Exercise objective = Your output should be the lines of the entries below, exactly, from the first one through the line that holds "blocks.push(finish_unclosed(open, line[0].range.start()));".

Provided records =
----
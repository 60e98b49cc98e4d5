//! Tolerant, line-oriented parser.
//!
//! The source is first split into logical lines: a newline ends a statement
//! unless it sits inside parentheses or brackets. An unclosed delimiter never
//! swallows a following `}` line, `@@` line or block header, so a half-typed
//! attribute only affects its own statement.
//!
//! Anything the parser does not understand is skipped. It never fails.

use smol_str::SmolStr;
use text_size::{TextRange, TextSize};

use crate::ast::{
    Argument, Attribute, Block, BlockKind, EnumValue, Expr, Field, FieldArity, FieldType,
    Property,
};
use crate::lexer::{lex_significant, Token, TokenKind};

/// Parses every block of `text`.
#[must_use]
pub fn parse_blocks(text: &str) -> Vec<Block> {
    let tokens = lex_significant(text);
    let lines = split_lines(&tokens);

    let mut blocks = Vec::new();
    let mut current: Option<Block> = None;

    for line in lines {
        if let Some((kind, name, lbrace)) = block_header(line, text) {
            if let Some(open) = current.take() {
                blocks.push(finish_unclosed(open, line[0].range.start()));
            }
            let start = line[0].range.start();
            let mut block = Block {
                kind,
                name,
                range: TextRange::new(start, lbrace.range.end()),
                body: TextRange::empty(lbrace.range.end()),
                closed: false,
                fields: Vec::new(),
                values: Vec::new(),
                properties: Vec::new(),
                attributes: Vec::new(),
            };
            // `model A {}` on a single line
            if let Some(rbrace) = line.get(3).filter(|t| t.kind == TokenKind::RBrace) {
                close(&mut block, rbrace);
                blocks.push(block);
            } else {
                current = Some(block);
            }
            continue;
        }

        let Some(block) = current.as_mut() else {
            continue;
        };

        if line[0].kind == TokenKind::RBrace {
            close(block, &line[0]);
            if let Some(done) = current.take() {
                blocks.push(done);
            }
            continue;
        }

        parse_body_line(block, line, text);
    }

    if let Some(open) = current.take() {
        blocks.push(finish_unclosed(open, TextSize::of(text)));
    }

    blocks
}

fn close(block: &mut Block, rbrace: &Token) {
    block.closed = true;
    block.body = TextRange::new(block.body.start(), rbrace.range.start());
    block.range = TextRange::new(block.range.start(), rbrace.range.end());
}

fn finish_unclosed(mut block: Block, end: TextSize) -> Block {
    let end = end.max(block.body.start());
    block.body = TextRange::new(block.body.start(), end);
    block.range = TextRange::new(block.range.start(), end);
    block
}

/// Recognizes `<keyword> <name> {`.
fn block_header<'t>(line: &'t [Token], text: &str) -> Option<(BlockKind, SmolStr, &'t Token)> {
    match line {
        [keyword, name, lbrace, ..]
            if keyword.kind == TokenKind::Ident
                && name.kind == TokenKind::Ident
                && lbrace.kind == TokenKind::LBrace =>
        {
            let kind = BlockKind::from_keyword(keyword.text(text))?;
            Some((kind, SmolStr::new(name.text(text)), lbrace))
        }
        _ => None,
    }
}

/// Splits the token stream into logical lines, dropping the newlines.
fn split_lines(tokens: &[Token]) -> Vec<&[Token]> {
    let mut lines = Vec::new();
    let mut start = 0;
    let mut depth = 0usize;

    for (idx, token) in tokens.iter().enumerate() {
        match token.kind {
            kind if kind.is_opening_delimiter() => depth += 1,
            kind if kind.is_closing_delimiter() => depth = depth.saturating_sub(1),
            TokenKind::Newline => {
                if depth == 0 || starts_statement(&tokens[idx + 1..]) {
                    if start < idx {
                        lines.push(&tokens[start..idx]);
                    }
                    start = idx + 1;
                    depth = 0;
                }
            }
            _ => {}
        }
    }
    if start < tokens.len() {
        lines.push(&tokens[start..]);
    }

    lines
}

/// Whether the line after a newline begins a statement that cannot be the
/// continuation of an argument list.
///
/// Two identifiers in a row never occur inside arguments, so they mark a
/// field declaration or a block header.
fn starts_statement(rest: &[Token]) -> bool {
    let mut line = rest.iter().take_while(|t| t.kind != TokenKind::Newline);
    match (line.next(), line.next()) {
        (Some(first), _) if matches!(first.kind, TokenKind::RBrace | TokenKind::AtAt) => true,
        (Some(first), Some(second)) => {
            first.kind == TokenKind::Ident && second.kind == TokenKind::Ident
        }
        _ => false,
    }
}

/// Text version of the statement-start check, for scanners working on raw
/// lines. Only the first line of `line` is inspected.
#[must_use]
pub fn line_starts_statement(line: &str) -> bool {
    let line = line.split('\n').next().unwrap_or_default();
    starts_statement(&lex_significant(line))
}

fn parse_body_line(block: &mut Block, line: &[Token], text: &str) {
    let mut p = LineParser::new(line, text);

    if p.at(TokenKind::AtAt) {
        if let Some(attribute) = p.attribute() {
            block.attributes.push(attribute);
        }
        return;
    }

    if !p.at(TokenKind::Ident) {
        return;
    }

    let range = p.line_range();
    let name = p.ident();

    match block.kind {
        BlockKind::Datasource | BlockKind::Generator => {
            let value = if p.eat(TokenKind::Eq) {
                Some(p.expr()).filter(|expr| *expr != Expr::Missing)
            } else {
                None
            };
            block.properties.push(Property {
                key: name,
                value,
                range,
            });
        }
        BlockKind::Enum => {
            let attributes = p.trailing_attributes();
            block.values.push(EnumValue {
                name,
                attributes,
                range,
            });
        }
        BlockKind::Model | BlockKind::View | BlockKind::CompositeType => {
            let ty = p.field_type();
            let attributes = p.trailing_attributes();
            block.fields.push(Field {
                name,
                ty,
                attributes,
                range,
            });
        }
    }
}

/// Recursive descent over the tokens of one logical line.
struct LineParser<'a> {
    tokens: &'a [Token],
    text: &'a str,
    pos: usize,
}

impl<'a> LineParser<'a> {
    fn new(tokens: &'a [Token], text: &'a str) -> Self {
        Self {
            tokens,
            text,
            pos: 0,
        }
    }

    fn line_range(&self) -> TextRange {
        match (self.tokens.first(), self.tokens.last()) {
            (Some(first), Some(last)) => TextRange::new(first.range.start(), last.range.end()),
            _ => TextRange::default(),
        }
    }

    fn current(&self) -> Option<&'a Token> {
        self.tokens.get(self.pos)
    }

    fn nth_kind(&self, n: usize) -> Option<TokenKind> {
        self.tokens.get(self.pos + n).map(|t| t.kind)
    }

    fn at(&self, kind: TokenKind) -> bool {
        self.nth_kind(0) == Some(kind)
    }

    fn at_end(&self) -> bool {
        self.pos >= self.tokens.len()
    }

    fn bump(&mut self) -> Option<&'a Token> {
        let token = self.current()?;
        self.pos += 1;
        Some(token)
    }

    fn eat(&mut self, kind: TokenKind) -> bool {
        if self.at(kind) {
            self.pos += 1;
            true
        } else {
            false
        }
    }

    fn text_of(&self, token: &Token) -> &'a str {
        token.text(self.text)
    }

    /// End of the last consumed token.
    fn last_end(&self) -> TextSize {
        self.pos
            .checked_sub(1)
            .and_then(|idx| self.tokens.get(idx))
            .map_or_else(TextSize::default, |t| t.range.end())
    }

    fn ident(&mut self) -> SmolStr {
        match self.current() {
            Some(token) if token.kind == TokenKind::Ident => {
                self.pos += 1;
                SmolStr::new(self.text_of(token))
            }
            _ => SmolStr::default(),
        }
    }

    /// `a.b.c`; a trailing dot is consumed but not part of the path.
    fn path(&mut self) -> SmolStr {
        let mut path = String::from(self.ident().as_str());
        while self.at(TokenKind::Dot) {
            self.pos += 1;
            if !self.at(TokenKind::Ident) {
                break;
            }
            path.push('.');
            path.push_str(&self.ident());
        }
        SmolStr::new(path)
    }

    fn field_type(&mut self) -> Option<FieldType> {
        let start = self.current()?;
        if start.kind != TokenKind::Ident {
            return None;
        }
        let name = self.ident();
        // Unsupported("...")
        if self.at(TokenKind::LParen) {
            self.arguments();
        }
        let arity = if self.at(TokenKind::LBracket) && self.nth_kind(1) == Some(TokenKind::RBracket)
        {
            self.pos += 2;
            FieldArity::List
        } else if self.eat(TokenKind::Question) {
            FieldArity::Optional
        } else {
            FieldArity::Required
        };
        Some(FieldType {
            name,
            arity,
            range: TextRange::new(start.range.start(), self.last_end()),
        })
    }

    fn trailing_attributes(&mut self) -> Vec<Attribute> {
        let mut attributes = Vec::new();
        while !self.at_end() {
            if self.at(TokenKind::At) || self.at(TokenKind::AtAt) {
                if let Some(attribute) = self.attribute() {
                    attributes.push(attribute);
                }
            } else {
                self.pos += 1;
            }
        }
        attributes
    }

    /// Parses an attribute starting at `@` or `@@`.
    fn attribute(&mut self) -> Option<Attribute> {
        let start = self.bump()?;
        let block_level = start.kind == TokenKind::AtAt;
        let name = self.path();
        let arguments = if self.at(TokenKind::LParen) {
            self.arguments()
        } else {
            Vec::new()
        };
        Some(Attribute {
            name,
            block_level,
            arguments,
            range: TextRange::new(start.range.start(), self.last_end()),
        })
    }

    /// Parses `( ... )`, tolerating a missing closing parenthesis.
    fn arguments(&mut self) -> Vec<Argument> {
        let mut arguments = Vec::new();
        if !self.eat(TokenKind::LParen) {
            return arguments;
        }
        loop {
            match self.nth_kind(0) {
                None => break,
                Some(TokenKind::RParen) => {
                    self.pos += 1;
                    break;
                }
                Some(TokenKind::Comma) => self.pos += 1,
                Some(_) => {
                    let before = self.pos;
                    if let Some(argument) = self.argument() {
                        arguments.push(argument);
                    }
                    if self.pos == before {
                        self.pos += 1;
                    }
                }
            }
        }
        arguments
    }

    fn argument(&mut self) -> Option<Argument> {
        let start = self.current()?.range.start();
        let name = if self.at(TokenKind::Ident) && self.nth_kind(1) == Some(TokenKind::Colon) {
            let name = self.ident();
            self.pos += 1;
            Some(name)
        } else {
            None
        };
        let value = self.expr();
        if name.is_none() && value == Expr::Missing {
            return None;
        }
        Some(Argument {
            name,
            value,
            range: TextRange::new(start, self.last_end().max(start)),
        })
    }

    fn expr(&mut self) -> Expr {
        let Some(token) = self.current() else {
            return Expr::Missing;
        };
        match token.kind {
            TokenKind::String | TokenKind::UnterminatedString => {
                self.pos += 1;
                Expr::String(SmolStr::new(unquote(self.text_of(token))))
            }
            TokenKind::Number => {
                self.pos += 1;
                Expr::Number(SmolStr::new(self.text_of(token)))
            }
            TokenKind::Ident => {
                let name = self.path();
                if self.at(TokenKind::LParen) {
                    let arguments = self.arguments();
                    Expr::Call { name, arguments }
                } else {
                    Expr::Path(name)
                }
            }
            TokenKind::LBracket => {
                self.pos += 1;
                let mut items = Vec::new();
                loop {
                    match self.nth_kind(0) {
                        None => break,
                        Some(TokenKind::RBracket) => {
                            self.pos += 1;
                            break;
                        }
                        Some(TokenKind::Comma) => self.pos += 1,
                        Some(TokenKind::RParen) => break,
                        Some(_) => {
                            let before = self.pos;
                            let item = self.expr();
                            if item != Expr::Missing {
                                items.push(item);
                            }
                            if self.pos == before {
                                self.pos += 1;
                            }
                        }
                    }
                }
                Expr::Array(items)
            }
            _ => Expr::Missing,
        }
    }
}

/// Strips the surrounding quotes of a string token.
fn unquote(raw: &str) -> &str {
    let inner = raw.strip_prefix('"').unwrap_or(raw);
    inner.strip_suffix('"').unwrap_or(inner)
}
----
Worked solution =
repository 60e98b49cc98e4d5
//! Tolerant, line-oriented parser.
//!
//! The source is first split into logical lines: a newline ends a statement
//! unless it sits inside parentheses or brackets. An unclosed delimiter never
//! swallows a following `}` line, `@@` line or block header, so a half-typed
//! attribute only affects its own statement.
//!
//! Anything the parser does not understand is skipped. It never fails.

use smol_str::SmolStr;
use text_size::{TextRange, TextSize};

use crate::ast::{
    Argument, Attribute, Block, BlockKind, EnumValue, Expr, Field, FieldArity, FieldType,
    Property,
};
use crate::lexer::{lex_significant, Token, TokenKind};

/// Parses every block of `text`.
#[must_use]
pub fn parse_blocks(text: &str) -> Vec<Block> {
    let tokens = lex_significant(text);
    let lines = split_lines(&tokens);

    let mut blocks = Vec::new();
    let mut current: Option<Block> = None;

    for line in lines {
        if let Some((kind, name, lbrace)) = block_header(line, text) {
            if let Some(open) = current.take() {
                blocks.push(finish_unclosed(open, line[0].range.start()));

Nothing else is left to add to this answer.